There was good news and bad news coming out of the Finance Ministers meeting on pensions in PEI. The good news is that a solid majority of Ministers seemed to have finally realized that enhancing the CPP has to be a key part of the overall pension reform package. We have a couple of concerns here but basically we feel this part of the meeting produced good news. Our concerns? The very cautious language around the CPP enhancement by both Flaherty and Duncan might mean that only a token increase is being planned. That won’t begin to cover the gap in retirement savings.

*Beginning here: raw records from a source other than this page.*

//! `rekap-recon`: reconciliation of extracted batches into the record store.
//!
//! `merge` is pure: it receives a loaded table and a batch, mutates the table
//! and reports counts. `Reconciler` wraps it with one load and one save.

pub mod engine;
pub mod error;
pub mod model;

pub use engine::{merge, Reconciler};
pub use error::MergeError;
pub use model::MergeOutcome;
//! Remote key forwarding

use super::scheduler::millis;
use super::{FeatureAction, Step};
use crate::device::LocalDevice;
use crate::protocol::message::{build_user_control_pressed, build_user_control_released};
use crate::protocol::{CecMessage, LogicalAddress};

const STATE_PRESSED: u32 = 1;

/// Repeat interval of a held key
const IRT_MS: u64 = 300;

/// A held key is released on our own after this long without news
const AWAIT_RELEASE_KEY_MS: u64 = 1_000;

/// Forward a key press to a device and repeat it while held
#[derive(Debug)]
pub struct SendKey {
    target: LogicalAddress,
    key: u8,
    held_ms: u64,
}

impl SendKey {
    pub fn new(target: LogicalAddress, key: u8) -> Self {
        Self {
            target,
            key,
            held_ms: 0,
        }
    }

    /// Feed the next press or release of the key being forwarded
    pub fn process_key_event<H: LocalDevice>(
        &mut self,
        host: &mut H,
        key: u8,
        pressed: bool,
    ) -> Step {
        if !pressed {
            host.send(&build_user_control_released(host.address(), self.target));
            return Step::Finished;
        }
        self.key = key;
        self.held_ms = 0;
        self.send_pressed(host)
    }

    fn send_pressed<H: LocalDevice>(&mut self, host: &mut H) -> Step {
        host.send(&build_user_control_pressed(host.address(), self.target, self.key));
        Step::wait(STATE_PRESSED, millis(IRT_MS))
    }
}

impl<H: LocalDevice> FeatureAction<H> for SendKey {
    fn start(&mut self, host: &mut H) -> Step {
        self.send_pressed(host)
    }

    fn process_command(&mut self, _host: &mut H, _message: &CecMessage) -> Option<Step> {
        None
    }

    fn handle_timer_event(&mut self, host: &mut H, state: u32) -> Step {
        if state != STATE_PRESSED {
            return Step::Continue;
        }
        self.held_ms += IRT_MS;
        if self.held_ms >= AWAIT_RELEASE_KEY_MS {
            host.send(&build_user_control_released(host.address(), self.target));
            return Step::Finished;
        }
        self.send_pressed(host)
    }
}
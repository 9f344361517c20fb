//! Volume scale conversion
//!
//! The AVR reports volume on the CEC 0..=100 scale; the local audio stack has
//! its own maximum.

use crate::protocol::constants::MAX_CEC_VOLUME;

/// Local volume to CEC scale
pub fn scale_to_cec_volume(volume: i32, max_volume: i32) -> i32 {
    if max_volume <= 0 {
        return 0;
    }
    volume * MAX_CEC_VOLUME / max_volume
}

/// CEC scale to local volume
pub fn scale_to_custom_volume(volume: i32, max_volume: i32) -> i32 {
    volume * max_volume / MAX_CEC_VOLUME
}
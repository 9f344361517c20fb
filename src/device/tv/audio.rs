//! System audio mode, ARC and volume

use tracing::{debug, info, warn};

use super::TvController;
use crate::action::audio::{
    RequestArc, SetArcTransmissionState, SystemAudio, SystemAudioAutoInitiation,
    SystemAudioStatus, VolumeControl,
};
use crate::action::{ActionHost, Callback, TvAction, TvActionKind};
use crate::audio::{scale_to_cec_volume, scale_to_custom_volume};
use crate::event::CecEvent;
use crate::protocol::{CecMessage, ControlResult, LogicalAddress};
use crate::service::hal::KEY_SYSTEM_AUDIO_ENABLED;

impl TvController {
    /// User request to turn system audio on or off
    pub fn change_system_audio_mode(&mut self, enable: bool, mut callback: Callback) {
        if !self.ctx.is_control_enabled() || self.has_action(TvActionKind::DeviceDiscovery) {
            self.set_system_audio_mode(false, true);
            callback.invoke(ControlResult::IncorrectMode);
            return;
        }
        let Some(avr) = self.avr_info().map(|info| info.logical_address) else {
            self.set_system_audio_mode(false, true);
            callback.invoke(ControlResult::TargetNotAvailable);
            return;
        };
        self.add_and_start_action(TvAction::SystemAudioFromTv(SystemAudio::from_tv(
            avr, enable, callback,
        )));
    }

    /// Apply the system audio mode. Listeners hear about transitions only.
    pub fn set_system_audio_mode(&mut self, on: bool, persist: bool) {
        if persist {
            self.ctx.write_bool_setting(KEY_SYSTEM_AUDIO_ENABLED, on);
        }
        self.ctx.set_system_audio_supported(on);
        if self.audio_status.set_system_audio_activated(on) {
            info!(on, "System audio mode changed");
            self.ctx.announce(CecEvent::SystemAudioModeChanged(on));
        }
    }

    /// Active only while an audio system is registered
    pub fn is_system_audio_activated(&self) -> bool {
        self.avr_info().is_some() && self.audio_status.is_system_audio_activated()
    }

    pub fn system_audio_mode_setting(&self) -> bool {
        self.ctx.read_bool_setting(KEY_SYSTEM_AUDIO_ENABLED, false)
    }

    /// Switch the ARC circuit. Returns the previous established state.
    pub fn set_arc_status(&mut self, enabled: bool) -> bool {
        let old = self.arc.established;
        self.ctx.set_audio_return_channel(enabled);
        self.ctx.set_arc_connected(enabled);
        self.arc.established = enabled;
        debug!(enabled, old, "ARC status");
        old
    }

    pub fn is_arc_established(&self) -> bool {
        self.arc.is_active()
    }

    pub fn change_arc_feature_enabled(&mut self, enabled: bool) {
        if self.arc.feature_enabled == enabled {
            return;
        }
        if enabled && !self.arc.established {
            self.start_arc_action(true);
        } else if !enabled && self.arc.established {
            self.start_arc_action(false);
        }
        self.arc.feature_enabled = enabled;
    }

    /// Start ARC initiation or termination, cancelling the opposite one
    pub(crate) fn start_arc_action(&mut self, enable: bool) {
        let Some(avr) = self.avr_info() else {
            return;
        };
        if !self.ports().is_connected_to_arc_port(avr.physical_address) {
            debug!(path = avr.physical_address, "Audio system is not on an ARC port");
            return;
        }
        let avr = avr.logical_address;

        let (opposite, own) = if enable {
            (
                TvActionKind::RequestArcTermination,
                TvActionKind::RequestArcInitiation,
            )
        } else {
            (
                TvActionKind::RequestArcInitiation,
                TvActionKind::RequestArcTermination,
            )
        };
        self.remove_action(opposite);
        if self.has_action(own) {
            return;
        }
        let action = if enable {
            TvAction::RequestArcInitiation(RequestArc::initiation(avr))
        } else {
            TvAction::RequestArcTermination(RequestArc::termination(avr))
        };
        self.add_and_start_action(action);
    }

    /// Store an AVR report and mirror it on the local volume scale
    pub fn set_audio_status(&mut self, mute: bool, volume: i32) {
        self.audio_status.set_audio_status(mute, volume);
        let max = self.ctx.max_volume();
        self.ctx.set_audio_status(mute, scale_to_custom_volume(volume, max));
    }

    /// Volume key handling while system audio is on
    pub fn change_volume(&mut self, current: i32, delta: i32, max_volume: i32) {
        if delta == 0 || !self.is_system_audio_activated() {
            return;
        }
        let cec_volume = scale_to_cec_volume(current + delta, max_volume);
        let last = self.audio_status.get().volume;
        if cec_volume == last {
            self.ctx
                .set_audio_status(false, scale_to_custom_volume(last, max_volume));
            return;
        }

        self.remove_action(TvActionKind::VolumeControl);
        let Some(avr) = self.avr_info().map(|info| info.logical_address) else {
            return;
        };
        self.add_and_start_action(TvAction::VolumeControl(VolumeControl::volume_change(
            avr,
            cec_volume,
            delta > 0,
        )));
    }

    pub fn change_mute(&mut self, mute: bool) {
        if !self.is_system_audio_activated() {
            return;
        }
        self.remove_action(TvActionKind::VolumeControl);
        let Some(avr) = self.avr_info().map(|info| info.logical_address) else {
            return;
        };
        self.add_and_start_action(TvAction::VolumeControl(VolumeControl::mute(avr, mute)));
    }

    /// System audio messages must come from the registered audio system
    pub(super) fn is_message_for_system_audio(&self, message: &CecMessage) -> bool {
        if message.source != LogicalAddress::AudioSystem
            || message.destination != LogicalAddress::Tv
            || self.avr_info().is_none()
        {
            warn!(%message, "Skipping abnormal system audio message");
            return false;
        }
        true
    }

    pub(crate) fn start_system_audio_auto_initiation(&mut self, avr: LogicalAddress) {
        self.add_and_start_action(TvAction::SystemAudioAutoInitiation(
            SystemAudioAutoInitiation::new(avr),
        ));
    }

    pub(crate) fn start_system_audio_status(&mut self, avr: LogicalAddress) {
        self.remove_action(TvActionKind::SystemAudioStatus);
        self.add_and_start_action(TvAction::SystemAudioStatus(SystemAudioStatus::new(
            avr,
            Callback::none(),
        )));
    }

    pub(super) fn start_arc_transmission(&mut self, avr: LogicalAddress, enabled: bool) {
        self.add_and_start_action(TvAction::SetArcTransmissionState(
            SetArcTransmissionState::new(avr, enabled),
        ));
    }

    pub(super) fn disable_system_audio_if_exist(&mut self) {
        if self.avr_info().is_none() {
            return;
        }
        for kind in [
            TvActionKind::SystemAudioFromAvr,
            TvActionKind::SystemAudioFromTv,
            TvActionKind::SystemAudioAutoInitiation,
            TvActionKind::SystemAudioStatus,
            TvActionKind::VolumeControl,
        ] {
            self.remove_action(kind);
        }
        // Keep the setting so the mode comes back on the next boot
        self.set_system_audio_mode(false, false);
    }

    pub(super) fn disable_arc_if_exist(&mut self) {
        let Some(avr) = self.avr_info().map(|info| info.logical_address) else {
            return;
        };
        self.remove_action(TvActionKind::RequestArcInitiation);
        if !self.has_action(TvActionKind::RequestArcTermination) && self.is_arc_established() {
            self.add_and_start_action(TvAction::RequestArcTermination(RequestArc::termination(
                avr,
            )));
        }
    }
}
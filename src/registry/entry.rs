//! Device records
//!
//! One `DeviceInfo` exists per logical address known to the TV. Records are
//! immutable values; an update (new OSD name, new vendor id) replaces the
//! record in the registry.

use std::fmt;

use crate::protocol::address::format_path;
use crate::protocol::constants::UNKNOWN_VENDOR_ID;
use crate::protocol::{DeviceType, LogicalAddress, PhysicalAddress, PortId};

/// A CEC device seen on the bus (or one of our own local devices)
#[derive(Debug, Clone, PartialEq, Eq)]
pub struct DeviceInfo {
    pub logical_address: LogicalAddress,
    pub physical_address: PhysicalAddress,
    /// Local input port the device is reachable through
    pub port_id: Option<PortId>,
    pub device_type: DeviceType,
    pub vendor_id: u32,
    /// OSD name, replaced on `<Set OSD Name>`
    pub display_name: String,
}

impl DeviceInfo {
    pub fn new(
        logical_address: LogicalAddress,
        physical_address: PhysicalAddress,
        port_id: Option<PortId>,
        device_type: DeviceType,
        vendor_id: u32,
        display_name: impl Into<String>,
    ) -> Self {
        Self {
            logical_address,
            physical_address,
            port_id,
            device_type,
            vendor_id,
            display_name: display_name.into(),
        }
    }

    /// Stand-in for an input that has no registered device behind it
    pub fn placeholder(path: PhysicalAddress, port_id: Option<PortId>) -> Self {
        Self::new(
            LogicalAddress::Unregistered,
            path,
            port_id,
            DeviceType::Reserved,
            UNKNOWN_VENDOR_ID,
            "",
        )
    }

    /// Whether the device can be selected as a TV input
    pub fn is_source_type(&self) -> bool {
        self.device_type.is_source_type()
    }

    /// Copy of this record with a new display name
    pub fn with_display_name(&self, name: impl Into<String>) -> Self {
        Self {
            display_name: name.into(),
            ..self.clone()
        }
    }

    /// Name used when a device never answers `<Give OSD Name>`
    pub fn default_name(logical_address: LogicalAddress) -> String {
        let role = match logical_address.device_type() {
            DeviceType::Tv => "TV",
            DeviceType::Recorder => "Recorder",
            DeviceType::Tuner => "Tuner",
            DeviceType::Playback => "Playback",
            DeviceType::AudioSystem => "Audio",
            DeviceType::Reserved => "Reserved",
        };
        format!("{}_{}", role, logical_address.as_u8())
    }
}

impl fmt::Display for DeviceInfo {
    fn fmt(&self, f: &mut fmt::Formatter<'_>) -> fmt::Result {
        write!(
            f,
            "{} path={} port={:?} type={:?} vendor={:06x} name={:?}",
            self.logical_address,
            format_path(self.physical_address),
            self.port_id,
            self.device_type,
            self.vendor_id,
            self.display_name
        )
    }
}
//! Fakes shared by unit tests

#![allow(dead_code)]

use std::collections::{HashMap, HashSet};
use std::rc::Rc;
use std::sync::{Arc, Mutex, MutexGuard};

use tokio::sync::broadcast;

use crate::audio::SharedAudioStatus;
use crate::device::{PlaybackController, TvController};
use crate::event::{CecEvent, EventBus};
use crate::protocol::{CecMessage, LogicalAddress, PowerStatus};
use crate::registry::DeviceSnapshot;
use crate::service::config::CecConfig;
use crate::service::context::ServiceContext;
use crate::service::hal::{
    AudioSystem, CecTransport, Collaborators, PowerControl, RecordRequestListener, SendResult,
    SettingsStore,
};
use crate::stats::ServiceStats;

fn lock<T>(mutex: &Mutex<T>) -> MutexGuard<'_, T> {
    match mutex.lock() {
        Ok(guard) => guard,
        Err(poisoned) => poisoned.into_inner(),
    }
}

#[derive(Debug, Default)]
pub(crate) struct BusState {
    pub sent: Vec<CecMessage>,
    /// Addresses that acknowledge polls and directed frames
    pub present: HashSet<LogicalAddress>,
    pub claimed: Vec<LogicalAddress>,
    pub clears: usize,
    pub arc: Option<bool>,
}

/// Transport that records every frame
#[derive(Debug, Clone, Default)]
pub(crate) struct FakeBus(Arc<Mutex<BusState>>);

impl FakeBus {
    pub fn with_devices(devices: &[LogicalAddress]) -> Self {
        let bus = Self::default();
        for &device in devices {
            bus.connect(device);
        }
        bus
    }

    pub fn connect(&self, address: LogicalAddress) {
        lock(&self.0).present.insert(address);
    }

    pub fn disconnect(&self, address: LogicalAddress) {
        lock(&self.0).present.remove(&address);
    }

    pub fn sent(&self) -> Vec<CecMessage> {
        lock(&self.0).sent.clone()
    }

    /// Drain the recorded frames
    pub fn take_sent(&self) -> Vec<CecMessage> {
        std::mem::take(&mut lock(&self.0).sent)
    }

    pub fn sent_opcodes(&self) -> Vec<u8> {
        lock(&self.0).sent.iter().map(|message| message.opcode).collect()
    }

    pub fn sent_with(&self, opcode: u8) -> Vec<CecMessage> {
        lock(&self.0)
            .sent
            .iter()
            .filter(|message| message.opcode == opcode)
            .cloned()
            .collect()
    }

    pub fn claimed(&self) -> Vec<LogicalAddress> {
        lock(&self.0).claimed.clone()
    }

    /// How many times the claimed addresses were dropped
    pub fn clears(&self) -> usize {
        lock(&self.0).clears
    }

    pub fn arc(&self) -> Option<bool> {
        lock(&self.0).arc
    }
}

impl CecTransport for FakeBus {
    fn send_command(&mut self, message: &CecMessage) -> SendResult {
        let mut state = lock(&self.0);
        state.sent.push(message.clone());
        if message.is_broadcast() || state.present.contains(&message.destination) {
            SendResult::Success
        } else {
            SendResult::Nack
        }
    }

    fn poll(&mut self, _source: LogicalAddress, destination: LogicalAddress) -> SendResult {
        if lock(&self.0).present.contains(&destination) {
            SendResult::Success
        } else {
            SendResult::Nack
        }
    }

    fn add_logical_address(&mut self, address: LogicalAddress) {
        lock(&self.0).claimed.push(address);
    }

    fn clear_logical_address(&mut self) {
        lock(&self.0).clears += 1;
    }

    fn set_audio_return_channel(&mut self, enabled: bool) {
        lock(&self.0).arc = Some(enabled);
    }
}

/// In-memory settings store
#[derive(Debug, Clone, Default)]
pub(crate) struct FakeSettings(Arc<Mutex<HashMap<String, bool>>>);

impl FakeSettings {
    pub fn get(&self, key: &str) -> Option<bool> {
        lock(&self.0).get(key).copied()
    }

    pub fn set(&self, key: &str, value: bool) {
        lock(&self.0).insert(key.to_string(), value);
    }
}

impl SettingsStore for FakeSettings {
    fn read_bool(&self, key: &str, default: bool) -> bool {
        self.get(key).unwrap_or(default)
    }

    fn write_bool(&mut self, key: &str, value: bool) {
        self.set(key, value);
    }
}

#[derive(Debug, Default)]
pub(crate) struct AudioState {
    pub system_audio_supported: Option<bool>,
    pub arc_connected: Option<bool>,
    pub status: Option<(bool, i32)>,
}

/// Audio subsystem recording what it was told
#[derive(Debug, Clone, Default)]
pub(crate) struct FakeAudio(Arc<Mutex<AudioState>>);

impl FakeAudio {
    pub fn system_audio_supported(&self) -> Option<bool> {
        lock(&self.0).system_audio_supported
    }

    pub fn arc_connected(&self) -> Option<bool> {
        lock(&self.0).arc_connected
    }

    pub fn status(&self) -> Option<(bool, i32)> {
        lock(&self.0).status
    }
}

impl AudioSystem for FakeAudio {
    fn set_system_audio_supported(&mut self, on: bool) {
        lock(&self.0).system_audio_supported = Some(on);
    }

    fn set_arc_connected(&mut self, connected: bool, _name: &str) {
        lock(&self.0).arc_connected = Some(connected);
    }

    fn max_volume(&self) -> i32 {
        100
    }

    fn set_audio_status(&mut self, mute: bool, volume: i32) {
        lock(&self.0).status = Some((mute, volume));
    }
}

#[derive(Debug)]
pub(crate) struct PowerState {
    pub status: PowerStatus,
    pub wake_ups: usize,
    pub standbys: usize,
}

/// Power control that flips between on and standby
#[derive(Debug, Clone)]
pub(crate) struct FakePower(Arc<Mutex<PowerState>>);

impl Default for FakePower {
    fn default() -> Self {
        Self(Arc::new(Mutex::new(PowerState {
            status: PowerStatus::On,
            wake_ups: 0,
            standbys: 0,
        })))
    }
}

impl FakePower {
    pub fn set_status(&self, status: PowerStatus) {
        lock(&self.0).status = status;
    }

    pub fn wake_ups(&self) -> usize {
        lock(&self.0).wake_ups
    }

    pub fn standbys(&self) -> usize {
        lock(&self.0).standbys
    }
}

impl PowerControl for FakePower {
    fn power_status(&self) -> PowerStatus {
        lock(&self.0).status
    }

    fn wake_up(&mut self) {
        let mut state = lock(&self.0);
        state.status = PowerStatus::On;
        state.wake_ups += 1;
    }

    fn standby(&mut self) {
        let mut state = lock(&self.0);
        state.status = PowerStatus::Standby;
        state.standbys += 1;
    }
}

/// Record request listener answering with a fixed source
#[derive(Debug, Clone)]
pub(crate) struct FixedRecordSource(pub Option<Vec<u8>>);

impl RecordRequestListener for FixedRecordSource {
    fn record_source(&mut self, _recorder: LogicalAddress) -> Option<Vec<u8>> {
        self.0.clone()
    }
}

/// One service context wired to fakes
pub(crate) struct Harness {
    pub bus: FakeBus,
    pub settings: FakeSettings,
    pub audio: FakeAudio,
    pub power: FakePower,
    pub ctx: Rc<ServiceContext>,
    pub events: broadcast::Receiver<CecEvent>,
}

impl Harness {
    pub fn new(config: CecConfig) -> Self {
        Self::with_record_source(config, None)
    }

    pub fn with_record_source(config: CecConfig, source: Option<Vec<u8>>) -> Self {
        let bus = FakeBus::default();
        let settings = FakeSettings::default();
        let audio = FakeAudio::default();
        let power = FakePower::default();
        let collaborators = Collaborators::new(
            bus.clone(),
            settings.clone(),
            audio.clone(),
            power.clone(),
        )
        .record_requests(FixedRecordSource(source));
        let bus_events = EventBus::new(64);
        let events = bus_events.subscribe();
        let ctx = Rc::new(ServiceContext::new(
            config,
            collaborators,
            bus_events,
            Arc::new(ServiceStats::new()),
        ));
        Self {
            bus,
            settings,
            audio,
            power,
            ctx,
            events,
        }
    }

    /// TV controller at logical address 0 with an empty registry
    pub fn tv(&self) -> TvController {
        self.ctx.add_logical_address(LogicalAddress::Tv);
        TvController::new(
            Rc::clone(&self.ctx),
            LogicalAddress::Tv,
            DeviceSnapshot::default(),
            SharedAudioStatus::new(),
        )
    }

    pub fn playback(&self, address: LogicalAddress) -> PlaybackController {
        self.ctx.add_logical_address(address);
        PlaybackController::new(Rc::clone(&self.ctx), address)
    }

    /// Every event announced so far
    pub fn drain_events(&mut self) -> Vec<CecEvent> {
        let mut events = Vec::new();
        while let Ok(event) = self.events.try_recv() {
            events.push(event);
        }
        events
    }
}
#[cfg(test)]
mod tests {
    use super::*;
    use crate::protocol::LogicalAddress;

    const PING: u8 = 0x9F;

    #[derive(Debug, Clone, Copy, PartialEq, Eq)]
    enum Kind {
        Waiter,
        Instant,
        Spawner,
    }

    enum TestAction {
        /// Waits for a message or a timeout, optionally re-arming once
        Waiter { rearm: bool },
        /// Finishes on start
        Instant,
        /// Starts a waiter and removes every other spawner
        Spawner,
    }

    impl Classified for TestAction {
        type Kind = Kind;
        fn kind(&self) -> Kind {
            match self {
                TestAction::Waiter { .. } => Kind::Waiter,
                TestAction::Instant => Kind::Instant,
                TestAction::Spawner => Kind::Spawner,
            }
        }
    }

    #[derive(Default)]
    struct Host {
        actions: ActionScheduler<TestAction>,
        log: Vec<&'static str>,
    }

    impl ActionHost for Host {
        type Action = TestAction;
        fn scheduler(&mut self) -> &mut ActionScheduler<TestAction> {
            &mut self.actions
        }
        fn scheduler_ref(&self) -> &ActionScheduler<TestAction> {
            &self.actions
        }
    }

    impl FeatureAction<Host> for TestAction {
        fn start(&mut self, host: &mut Host) -> Step {
            match self {
                TestAction::Waiter { .. } => Step::wait(1, millis(100)),
                TestAction::Instant => {
                    host.log.push("instant");
                    Step::Finished
                }
                TestAction::Spawner => {
                    host.remove_other_actions(Kind::Spawner);
                    host.add_and_start_action(TestAction::Waiter { rearm: false });
                    Step::Continue
                }
            }
        }

        fn process_command(&mut self, host: &mut Host, message: &CecMessage) -> Option<Step> {
            match self {
                TestAction::Waiter { .. } if message.opcode == PING => {
                    host.log.push("consumed");
                    Some(Step::Finished)
                }
                _ => None,
            }
        }

        fn handle_timer_event(&mut self, host: &mut Host, state: u32) -> Step {
            host.log.push("timeout");
            match self {
                TestAction::Waiter { rearm } if *rearm => {
                    *rearm = false;
                    Step::wait(state + 1, millis(100))
                }
                _ => Step::Finished,
            }
        }
    }

    fn ping() -> CecMessage {
        CecMessage::command(
            LogicalAddress::Playback1,
            LogicalAddress::Tv,
            PING,
        )
    }

    fn later(ms: u64) -> Instant {
        Instant::now() + Duration::from_millis(ms)
    }

    #[test]
    fn test_finished_on_start_is_removed() {
        let mut host = Host::default();
        host.add_and_start_action(TestAction::Instant);

        assert_eq!(host.log, vec!["instant"]);
        assert!(host.actions.is_empty());
    }

    #[test]
    fn test_message_consumed_by_waiting_action() {
        let mut host = Host::default();
        host.add_and_start_action(TestAction::Waiter { rearm: false });
        assert!(host.has_action(Kind::Waiter));
        assert!(host.actions.next_deadline().is_some());

        assert!(host.dispatch_to_actions(&ping()));
        assert!(!host.has_action(Kind::Waiter));
        assert!(host.actions.next_deadline().is_none());

        // Nobody left to consume it
        assert!(!host.dispatch_to_actions(&ping()));
    }

    #[test]
    fn test_timer_fires_and_rearms() {
        let mut host = Host::default();
        host.add_and_start_action(TestAction::Waiter { rearm: true });

        assert_eq!(host.fire_timers(Instant::now()), 0);
        assert_eq!(host.fire_timers(later(1_000)), 1);
        assert!(host.has_action(Kind::Waiter));

        assert_eq!(host.fire_timers(later(1_000)), 1);
        assert!(!host.has_action(Kind::Waiter));
        assert_eq!(host.log, vec!["timeout", "timeout"]);
    }

    #[test]
    fn test_stale_timer_ignored_after_remove() {
        let mut host = Host::default();
        host.add_and_start_action(TestAction::Waiter { rearm: false });
        host.remove_action(Kind::Waiter);

        assert_eq!(host.fire_timers(later(1_000)), 0);
        assert!(host.log.is_empty());
    }

    #[test]
    fn test_nested_start_and_self_preserving_removal() {
        let mut host = Host::default();
        host.add_and_start_action(TestAction::Spawner);
        host.add_and_start_action(TestAction::Spawner);

        // Second spawner removed the first but kept itself
        assert_eq!(host.actions.count(Kind::Spawner), 1);
        assert_eq!(host.actions.count(Kind::Waiter), 2);
        assert_eq!(
            host.actions.kinds(),
            vec![Kind::Waiter, Kind::Spawner, Kind::Waiter]
        );
        assert!(host.actions.running().is_none());
    }

    #[test]
    fn test_drive_action() {
        let mut host = Host::default();
        assert!(!host.drive_action(Kind::Waiter, |_, _| Step::Finished));

        host.add_and_start_action(TestAction::Waiter { rearm: false });
        assert!(host.drive_action(Kind::Waiter, |_, host| {
            host.log.push("driven");
            Step::Finished
        }));
        assert!(host.actions.is_empty());
        assert_eq!(host.log, vec!["driven"]);
    }

    #[tokio::test(start_paused = true)]
    async fn test_deadline_follows_runtime_clock() {
        let mut host = Host::default();
        host.add_and_start_action(TestAction::Waiter { rearm: false });

        let deadline = host.actions.next_deadline().unwrap();
        assert_eq!(deadline - Instant::now(), millis(100));

        tokio::time::sleep_until(deadline).await;
        assert_eq!(host.fire_timers(Instant::now()), 1);
        assert_eq!(host.log, vec!["timeout"]);
        assert!(host.actions.next_deadline().is_none());
    }
}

The NDP is more critical of the comments coming from PEI that seem to point to major new federal-provincial initiatives to create multi-employer, defined-contribution pension plans that could only be sponsored by banks and insurance companies. Defined-contribution plans run by the private sector are simply the wrong way to go. These sorts of plans subject plan members to the roller coaster ups and downs of the stock market – if the stock market dives 40% the day before you retire, then your standard of living throughout your retirement is reduced by 40%. That simply isn’t fair. While we think there is room for major new pension innovations at the provincial level, we would prefer that they be defined or targeted benefit plans and that they be public with benefit and investment management activities being handled by the existing public pension infrastructure.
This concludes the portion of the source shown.